An oxo-acid is an acid that contains oxygen. To be more specific, it is a compound that contains hydrogen, oxygen, and at least one other element, with at least one hydrogen atom bound to oxygen that can dissociate to produce the H⁺ cation and the anion of the acid.^[1]

Description

Generally, oxy-acids are simply polyatomic anions attached to a positively polarized hydrogen, which can be split off as a cation(ion).

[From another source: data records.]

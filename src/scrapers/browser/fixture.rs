//! Offline automation session backed by saved HTML pages.
//!
//! Used to replay captured portal pages without a browser. Each page is one
//! result page; clicking a pagination control advances to the next page.

use std::sync::{Arc, Mutex, MutexGuard};

use async_trait::async_trait;
use scraper::{ElementRef, Html, Selector};

use super::{
    collapse_whitespace, text_matches, AutomationSession, ControlInfo, SessionError,
    SessionFactory,
};
use crate::config::{ElementQuery, SiteConfig};

/// Interactions recorded by a fixture session.
#[derive(Debug, Clone, Default)]
pub struct FixtureLog {
    pub navigations: Vec<String>,
    pub scripts: Vec<String>,
    pub clicks: Vec<String>,
    pub closed: bool,
}

/// Session that serves a fixed list of HTML pages.
pub struct HtmlFixtureSession {
    pages: Vec<String>,
    advance_on: Vec<ElementQuery>,
    current: Mutex<usize>,
    log: Arc<Mutex<FixtureLog>>,
}

impl HtmlFixtureSession {
    /// Pages advance when one of the default "next" controls is clicked.
    pub fn new(pages: Vec<String>) -> Self {
        Self::with_pager(pages, SiteConfig::default().next_controls)
    }

    pub fn with_pager(pages: Vec<String>, advance_on: Vec<ElementQuery>) -> Self {
        Self {
            pages,
            advance_on,
            current: Mutex::new(0),
            log: Arc::new(Mutex::new(FixtureLog::default())),
        }
    }

    /// Shared handle to this session's interaction log.
    pub fn log(&self) -> Arc<Mutex<FixtureLog>> {
        Arc::clone(&self.log)
    }

    fn record(&self) -> MutexGuard<'_, FixtureLog> {
        self.log.lock().unwrap_or_else(|e| e.into_inner())
    }

    fn current_index(&self) -> usize {
        *self.current.lock().unwrap_or_else(|e| e.into_inner())
    }

    fn current_page(&self) -> &str {
        self.pages
            .get(self.current_index())
            .map(String::as_str)
            .unwrap_or_default()
    }
}

fn parse_selector(css: &str) -> Result<Selector, SessionError> {
    Selector::parse(css).map_err(|e| SessionError::Interaction(format!("bad selector {css}: {e}")))
}

/// Hidden when the element or an ancestor carries `hidden` or `display: none`.
fn is_visible(el: ElementRef<'_>) -> bool {
    std::iter::once(el)
        .chain(el.ancestors().filter_map(ElementRef::wrap))
        .all(|node| {
            let attrs = node.value();
            let hidden_style = attrs
                .attr("style")
                .map(|s| s.replace(' ', "").to_lowercase().contains("display:none"))
                .unwrap_or(false);
            attrs.attr("hidden").is_none() && !hidden_style
        })
}

fn collect_controls(html: &str, query: &ElementQuery) -> Result<Vec<ControlInfo>, SessionError> {
    let selector = parse_selector(&query.css)?;
    let doc = Html::parse_document(html);
    let controls = doc
        .select(&selector)
        .enumerate()
        .map(|(index, el)| ControlInfo {
            index,
            text: collapse_whitespace(&el.text().collect::<String>()),
            classes: el.value().attr("class").unwrap_or_default().to_string(),
            visible: is_visible(el),
        })
        .filter(|c| text_matches(query, &c.text))
        .collect();
    Ok(controls)
}

#[async_trait]
impl AutomationSession for HtmlFixtureSession {
    async fn navigate(&self, url: &str) -> Result<(), SessionError> {
        *self.current.lock().unwrap_or_else(|e| e.into_inner()) = 0;
        self.record().navigations.push(url.to_string());
        Ok(())
    }

    async fn content(&self) -> Result<String, SessionError> {
        Ok(self.current_page().to_string())
    }

    async fn count(&self, css: &str) -> Result<usize, SessionError> {
        let selector = parse_selector(css)?;
        Ok(Html::parse_document(self.current_page())
            .select(&selector)
            .count())
    }

    async fn controls(&self, query: &ElementQuery) -> Result<Vec<ControlInfo>, SessionError> {
        collect_controls(self.current_page(), query)
    }

    async fn click(&self, query: &ElementQuery, index: usize) -> Result<(), SessionError> {
        let selector = parse_selector(&query.css)?;
        let exists = Html::parse_document(self.current_page())
            .select(&selector)
            .nth(index)
            .is_some();
        if !exists {
            return Err(SessionError::Interaction(format!(
                "no element {index} for {query}"
            )));
        }

        self.record().clicks.push(query.to_string());
        if self.advance_on.contains(query) {
            let mut current = self.current.lock().unwrap_or_else(|e| e.into_inner());
            if *current + 1 < self.pages.len() {
                *current += 1;
            }
        }
        Ok(())
    }

    async fn run_script(&self, script: &str) -> Result<serde_json::Value, SessionError> {
        self.record().scripts.push(script.to_string());
        Ok(serde_json::Value::Bool(true))
    }

    async fn close(&self) -> Result<(), SessionError> {
        self.record().closed = true;
        Ok(())
    }

    async fn page_text(&self) -> Result<String, SessionError> {
        let doc = Html::parse_document(self.current_page());
        Ok(collapse_whitespace(&doc.root_element().text().collect::<String>()).to_lowercase())
    }
}

/// Hands out fixture sessions over the same pages and keeps their logs.
pub struct FixtureSessionFactory {
    pages: Vec<String>,
    advance_on: Vec<ElementQuery>,
    logs: Mutex<Vec<Arc<Mutex<FixtureLog>>>>,
}

impl FixtureSessionFactory {
    pub fn new(pages: Vec<String>) -> Self {
        Self::with_pager(pages, SiteConfig::default().next_controls)
    }

    pub fn with_pager(pages: Vec<String>, advance_on: Vec<ElementQuery>) -> Self {
        Self {
            pages,
            advance_on,
            logs: Mutex::new(Vec::new()),
        }
    }

    /// Logs of every session opened so far, oldest first.
    pub fn logs(&self) -> Vec<FixtureLog> {
        self.logs
            .lock()
            .unwrap_or_else(|e| e.into_inner())
            .iter()
            .map(|log| log.lock().unwrap_or_else(|e| e.into_inner()).clone())
            .collect()
    }
}

#[async_trait]
impl SessionFactory for FixtureSessionFactory {
    async fn open(&self) -> Result<Box<dyn AutomationSession>, SessionError> {
        let session = HtmlFixtureSession::with_pager(self.pages.clone(), self.advance_on.clone());
        self.logs
            .lock()
            .unwrap_or_else(|e| e.into_inner())
            .push(session.log());
        Ok(Box::new(session))
    }
}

Under Lavoisier's original theory, all acids contained oxygen, which was named from the Greek ὀξύς (oxys) (acid, sharp) and the root –γενής (–genes) (engender). It was later discovered that some acids, notably hydrochloric acid, did not contain oxygen and so acids were divided into oxoacids and these new hydracids.

All oxy-acids have the acidic hydrogen bound to an oxygen atom, so bond strength (length) is not a factor, as it is with binary nonmetal hydrides. Rather, the electronegativity of the central atom (E) and the number of O atoms determine oxy-acid acidity. With the same "central atom" E to which the O is attached, acid strength increases as the number of oxygen attached to E increases. With the same number of oxygens around E, acid strength increases with the electronegativity of E.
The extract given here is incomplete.